§ Exercise
Give the entries again, exactly as they stand.

[Stored data entries]

##############################

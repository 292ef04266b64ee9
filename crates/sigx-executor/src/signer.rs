//! Request signing for the REST and private stream channels.
//!
//! Prehash = `path || METHOD || timestamp || nonce || body`.
//! Signature = base64(hex(HMAC-SHA256(secret, prehash))).
//!
//! Stream login signs the fixed verification path with `GET` and no body.

use crate::error::{ExecutorError, ExecutorResult};
use base64::{engine::general_purpose::STANDARD as BASE64, Engine};
use hmac::{Hmac, Mac};
use sha2::Sha256;
use sigx_ws::LoginArgs;
use std::fmt;
use uuid::Uuid;
use zeroize::Zeroizing;

type HmacSha256 = Hmac<Sha256>;

/// Path signed for stream authentication.
pub const LOGIN_VERIFY_PATH: &str = "/users/self/verify";

// =============================================================================
// Credentials
// =============================================================================

/// Where to read each credential from.
///
/// Only environment variables are supported; the names are configurable.
#[derive(Debug, Clone, PartialEq, Eq)]
pub struct CredentialSource {
    pub api_key_env: String,
    pub secret_env: String,
    pub passphrase_env: String,
}

impl Default for CredentialSource {
    fn default() -> Self {
        Self {
            api_key_env: "BLOFIN_API_KEY".to_string(),
            secret_env: "BLOFIN_API_SECRET".to_string(),
            passphrase_env: "BLOFIN_API_PASSPHRASE".to_string(),
        }
    }
}

/// API key, secret and passphrase. Loaded once, never mutated.
///
/// Never log the secret or passphrase; `Debug` redacts both.
#[derive(Clone)]
pub struct ApiCredentials {
    api_key: String,
    secret: Zeroizing<String>,
    passphrase: Zeroizing<String>,
}

impl ApiCredentials {
    pub fn new(
        api_key: impl Into<String>,
        secret: impl Into<String>,
        passphrase: impl Into<String>,
    ) -> Self {
        Self {
            api_key: api_key.into(),
            secret: Zeroizing::new(secret.into()),
            passphrase: Zeroizing::new(passphrase.into()),
        }
    }

    /// Read all three values from the environment.
    ///
    /// # Errors
    /// `MissingCredential` naming the first variable that is unset.
    pub fn from_env(source: &CredentialSource) -> ExecutorResult<Self> {
        fn read(var_name: &str) -> ExecutorResult<String> {
            std::env::var(var_name)
                .map(|v| v.trim().to_string())
                .map_err(|_| ExecutorError::MissingCredential(var_name.to_string()))
        }

        Ok(Self::new(
            read(&source.api_key_env)?,
            read(&source.secret_env)?,
            read(&source.passphrase_env)?,
        ))
    }

    pub fn api_key(&self) -> &str {
        &self.api_key
    }

    pub fn passphrase(&self) -> &str {
        &self.passphrase
    }
}

impl fmt::Debug for ApiCredentials {
    fn fmt(&self, f: &mut fmt::Formatter<'_>) -> fmt::Result {
        f.debug_struct("ApiCredentials")
            .field("api_key", &self.api_key)
            .field("secret", &"<redacted>")
            .field("passphrase", &"<redacted>")
            .finish()
    }
}

// =============================================================================
// Signer
// =============================================================================

/// Computes request signatures from one set of credentials.
#[derive(Debug, Clone)]
pub struct RequestSigner {
    credentials: ApiCredentials,
}

impl RequestSigner {
    /// # Errors
    /// `MissingCredential` when the secret is empty. Not retryable.
    pub fn new(credentials: ApiCredentials) -> ExecutorResult<Self> {
        if credentials.secret.trim().is_empty() {
            return Err(ExecutorError::MissingCredential(
                "API secret is empty".to_string(),
            ));
        }
        Ok(Self { credentials })
    }

    pub fn credentials(&self) -> &ApiCredentials {
        &self.credentials
    }

    /// Sign one REST request. `method` is upper-cased before hashing.
    pub fn sign(
        &self,
        path: &str,
        method: &str,
        timestamp: &str,
        nonce: &str,
        body: &str,
    ) -> ExecutorResult<String> {
        let prehash = format!(
            "{path}{}{timestamp}{nonce}{body}",
            method.to_ascii_uppercase()
        );
        self.digest(&prehash)
    }

    /// Sign a stream login for `timestamp` and `nonce`.
    pub fn sign_login(&self, timestamp: &str, nonce: &str) -> ExecutorResult<String> {
        self.sign(LOGIN_VERIFY_PATH, "GET", timestamp, nonce, "")
    }

    /// Build the login frame arguments with a fresh random nonce.
    pub fn login_args(&self, timestamp_ms: u64) -> ExecutorResult<LoginArgs> {
        let timestamp = timestamp_ms.to_string();
        let nonce = Uuid::new_v4().to_string();
        let sign = self.sign_login(&timestamp, &nonce)?;
        Ok(LoginArgs {
            api_key: self.credentials.api_key.clone(),
            passphrase: self.credentials.passphrase.to_string(),
            timestamp,
            sign,
            nonce,
        })
    }

    fn digest(&self, prehash: &str) -> ExecutorResult<String> {
        let mut mac = HmacSha256::new_from_slice(self.credentials.secret.as_bytes())
            .map_err(|e| ExecutorError::Signing(format!("HMAC init failed: {e}")))?;
        mac.update(prehash.as_bytes());
        let hex_digest = Zeroizing::new(hex::encode(mac.finalize().into_bytes()));
        Ok(BASE64.encode(hex_digest.as_bytes()))
    }
}
//! Nonce manager for signed REST writes.
//!
//! Timestamps have millisecond resolution, so two legs signed in the same
//! millisecond would collide. Nonces here track the clock but are strictly
//! increasing, even across threads and clock regressions.

use std::sync::atomic::{AtomicU64, Ordering};

/// Trait for obtaining current time, enabling testability.
pub trait Clock: Send + Sync {
    /// Returns current time in milliseconds since Unix epoch.
    fn now_ms(&self) -> u64;
}

/// System clock implementation using real time.
#[derive(Debug, Clone, Copy, Default)]
pub struct SystemClock;

impl Clock for SystemClock {
    fn now_ms(&self) -> u64 {
        std::time::SystemTime::now()
            .duration_since(std::time::UNIX_EPOCH)
            .map(|d| d.as_millis() as u64)
            .unwrap_or_default()
    }
}

/// Timestamp and nonce headers for one request.
#[derive(Debug, Clone, PartialEq, Eq)]
pub struct RequestStamp {
    pub timestamp: String,
    pub nonce: String,
}

/// Issues unique, monotonically increasing nonces.
#[derive(Debug)]
pub struct NonceManager<C: Clock> {
    /// Last issued nonce.
    counter: AtomicU64,
    clock: C,
}

impl<C: Clock> NonceManager<C> {
    /// Counter starts at the current time so nonces look like timestamps.
    #[must_use]
    pub fn new(clock: C) -> Self {
        let now = clock.now_ms();
        Self {
            counter: AtomicU64::new(now.saturating_sub(1)),
            clock,
        }
    }

    #[must_use]
    pub fn now_ms(&self) -> u64 {
        self.clock.now_ms()
    }

    /// Returns `max(last + 1, now)`.
    ///
    /// Thread-safe via CAS loop.
    pub fn next(&self) -> u64 {
        let target = self.clock.now_ms();

        loop {
            let current = self.counter.load(Ordering::Acquire);
            let next_val = current.saturating_add(1).max(target);

            match self.counter.compare_exchange_weak(
                current,
                next_val,
                Ordering::AcqRel,
                Ordering::Acquire,
            ) {
                Ok(_) => return next_val,
                Err(_) => continue,
            }
        }
    }

    /// Timestamp from the clock plus a nonce derived from it.
    pub fn stamp(&self) -> RequestStamp {
        let timestamp = self.clock.now_ms();
        let nonce = self.next();
        RequestStamp {
            timestamp: timestamp.to_string(),
            nonce: nonce.to_string(),
        }
    }
}

impl NonceManager<SystemClock> {
    /// Creates a new `NonceManager` with the system clock.
    #[must_use]
    pub fn with_system_clock() -> Self {
        Self::new(SystemClock)
    }
}

impl Default for NonceManager<SystemClock> {
    fn default() -> Self {
        Self::with_system_clock()
    }
}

##############################

§ Result
repository 292ef04266b64ee9
filename crates/sigx-executor/src/signer.rs
//! Request signing for the REST and private stream channels.
//!
//! Prehash = `path || METHOD || timestamp || nonce || body`.
//! Signature = base64(hex(HMAC-SHA256(secret, prehash))).
//!
//! Stream login signs the fixed verification path with `GET` and no body.

use crate::error::{ExecutorError, ExecutorResult};
use base64::{engine::general_purpose::STANDARD as BASE64, Engine};
use hmac::{Hmac, Mac};
use sha2::Sha256;
use sigx_ws::LoginArgs;
use std::fmt;
use uuid::Uuid;
use zeroize::Zeroizing;

type HmacSha256 = Hmac<Sha256>;

/// Path signed for stream authentication.
pub const LOGIN_VERIFY_PATH: &str = "/users/self/verify";

// =============================================================================
// Credentials
// =============================================================================

/// Where to read each credential from.
///
/// Only environment variables are supported; the names are configurable.
#[derive(Debug, Clone, PartialEq, Eq)]
pub struct CredentialSource {
    pub api_key_env: String,
    pub secret_env: String,
    pub passphrase_env: String,
}

impl Default for CredentialSource {
    fn default() -> Self {
        Self {
            api_key_env: "BLOFIN_API_KEY".to_string(),
            secret_env: "BLOFIN_API_SECRET".to_string(),
            passphrase_env: "BLOFIN_API_PASSPHRASE".to_string(),
        }
    }
}

/// API key, secret and passphrase. Loaded once, never mutated.
///
/// Never log the secret or passphrase; `Debug` redacts both.
#[derive(Clone)]
pub struct ApiCredentials {
    api_key: String,
    secret: Zeroizing<String>,
    passphrase: Zeroizing<String>,
}

impl ApiCredentials {
    pub fn new(
        api_key: impl Into<String>,
        secret: impl Into<String>,
        passphrase: impl Into<String>,
    ) -> Self {
        Self {
            api_key: api_key.into(),
            secret: Zeroizing::new(secret.into()),
            passphrase: Zeroizing::new(passphrase.into()),
        }
    }

    /// Read all three values from the environment.
    ///
    /// # Errors
    /// `MissingCredential` naming the first variable that is unset.
    pub fn from_env(source: &CredentialSource) -> ExecutorResult<Self> {
        fn read(var_name: &str) -> ExecutorResult<String> {
            std::env::var(var_name)
                .map(|v| v.trim().to_string())
                .map_err(|_| ExecutorError::MissingCredential(var_name.to_string()))
        }

        Ok(Self::new(
            read(&source.api_key_env)?,
            read(&source.secret_env)?,
            read(&source.passphrase_env)?,
        ))
    }

    pub fn api_key(&self) -> &str {
        &self.api_key
    }

    pub fn passphrase(&self) -> &str {
        &self.passphrase
    }
}

impl fmt::Debug for ApiCredentials {
    fn fmt(&self, f: &mut fmt::Formatter<'_>) -> fmt::Result {
        f.debug_struct("ApiCredentials")
            .field("api_key", &self.api_key)
            .field("secret", &"<redacted>")
            .field("passphrase", &"<redacted>")
            .finish()
    }
}

// =============================================================================
// Signer
// =============================================================================

/// Computes request signatures from one set of credentials.
#[derive(Debug, Clone)]
pub struct RequestSigner {
    credentials: ApiCredentials,
}

impl RequestSigner {
    /// # Errors
    /// `MissingCredential` when the secret is empty. Not retryable.
    pub fn new(credentials: ApiCredentials) -> ExecutorResult<Self> {
        if credentials.secret.trim().is_empty() {
            return Err(ExecutorError::MissingCredential(
                "API secret is empty".to_string(),
            ));
        }
        Ok(Self { credentials })
    }

    pub fn credentials(&self) -> &ApiCredentials {
        &self.credentials
    }

    /// Sign one REST request. `method` is upper-cased before hashing.
    pub fn sign(
        &self,
        path: &str,
        method: &str,
        timestamp: &str,
        nonce: &str,
        body: &str,
    ) -> ExecutorResult<String> {
        let prehash = format!(
            "{path}{}{timestamp}{nonce}{body}",
            method.to_ascii_uppercase()
        );
        self.digest(&prehash)
    }

    /// Sign a stream login for `timestamp` and `nonce`.
    pub fn sign_login(&self, timestamp: &str, nonce: &str) -> ExecutorResult<String> {
        self.sign(LOGIN_VERIFY_PATH, "GET", timestamp, nonce, "")
    }

    /// Build the login frame arguments with a fresh random nonce.
    pub fn login_args(&self, timestamp_ms: u64) -> ExecutorResult<LoginArgs> {
        let timestamp = timestamp_ms.to_string();
        let nonce = Uuid::new_v4().to_string();
        let sign = self.sign_login(&timestamp, &nonce)?;
        Ok(LoginArgs {
            api_key: self.credentials.api_key.clone(),
            passphrase: self.credentials.passphrase.to_string(),
            timestamp,
            sign,
            nonce,
        })
    }

    fn digest(&self, prehash: &str) -> ExecutorResult<String> {
        let mut mac = HmacSha256::new_from_slice(self.credentials.secret.as_bytes())
            .map_err(|e| ExecutorError::Signing(format!("HMAC init failed: {e}")))?;
        mac.update(prehash.as_bytes());
        let hex_digest = Zeroizing::new(hex::encode(mac.finalize().into_bytes()));
        Ok(BASE64.encode(hex_digest.as_bytes()))
    }
}
//! Nonce manager for signed REST writes.
//!
//! Timestamps have millisecond resolution, so two legs signed in the same
//! millisecond would collide. Nonces here track the clock but are strictly
//! increasing, even across threads and clock regressions.

use std::sync::atomic::{AtomicU64, Ordering};

/// Trait for obtaining current time, enabling testability.
pub trait Clock: Send + Sync {
    /// Returns current time in milliseconds since Unix epoch.
    fn now_ms(&self) -> u64;
}

/// System clock implementation using real time.
#[derive(Debug, Clone, Copy, Default)]
pub struct SystemClock;

impl Clock for SystemClock {
    fn now_ms(&self) -> u64 {
        std::time::SystemTime::now()
            .duration_since(std::time::UNIX_EPOCH)
            .map(|d| d.as_millis() as u64)
            .unwrap_or_default()
    }
}

/// Timestamp and nonce headers for one request.
#[derive(Debug, Clone, PartialEq, Eq)]
pub struct RequestStamp {
    pub timestamp: String,
    pub nonce: String,
}

/// Issues unique, monotonically increasing nonces.
#[derive(Debug)]
pub struct NonceManager<C: Clock> {
    /// Last issued nonce.
    counter: AtomicU64,
    clock: C,
}

impl<C: Clock> NonceManager<C> {
    /// Counter starts at the current time so nonces look like timestamps.
    #[must_use]
    pub fn new(clock: C) -> Self {
        let now = clock.now_ms();
        Self {
            counter: AtomicU64::new(now.saturating_sub(1)),
            clock,
        }
    }

    #[must_use]
    pub fn now_ms(&self) -> u64 {
        self.clock.now_ms()
    }

    /// Returns `max(last + 1, now)`.
    ///
    /// Thread-safe via CAS loop.
    pub fn next(&self) -> u64 {
        let target = self.clock.now_ms();

        loop {
            let current = self.counter.load(Ordering::Acquire);
            let next_val = current.saturating_add(1).max(target);

            match self.counter.compare_exchange_weak(
                current,
                next_val,
                Ordering::AcqRel,
                Ordering::Acquire,
            ) {
                Ok(_) => return next_val,
                Err(_) => continue,
            }
        }
    }

    /// Timestamp from the clock plus a nonce derived from it.
    pub fn stamp(&self) -> RequestStamp {
        let timestamp = self.clock.now_ms();
        let nonce = self.next();
        RequestStamp {
            timestamp: timestamp.to_string(),
            nonce: nonce.to_string(),
        }
    }
}

impl NonceManager<SystemClock> {
    /// Creates a new `NonceManager` with the system clock.
    #[must_use]
    pub fn with_system_clock() -> Self {
        Self::new(SystemClock)
    }
}

impl Default for NonceManager<SystemClock> {
    fn default() -> Self {
        Self::with_system_clock()
    }
}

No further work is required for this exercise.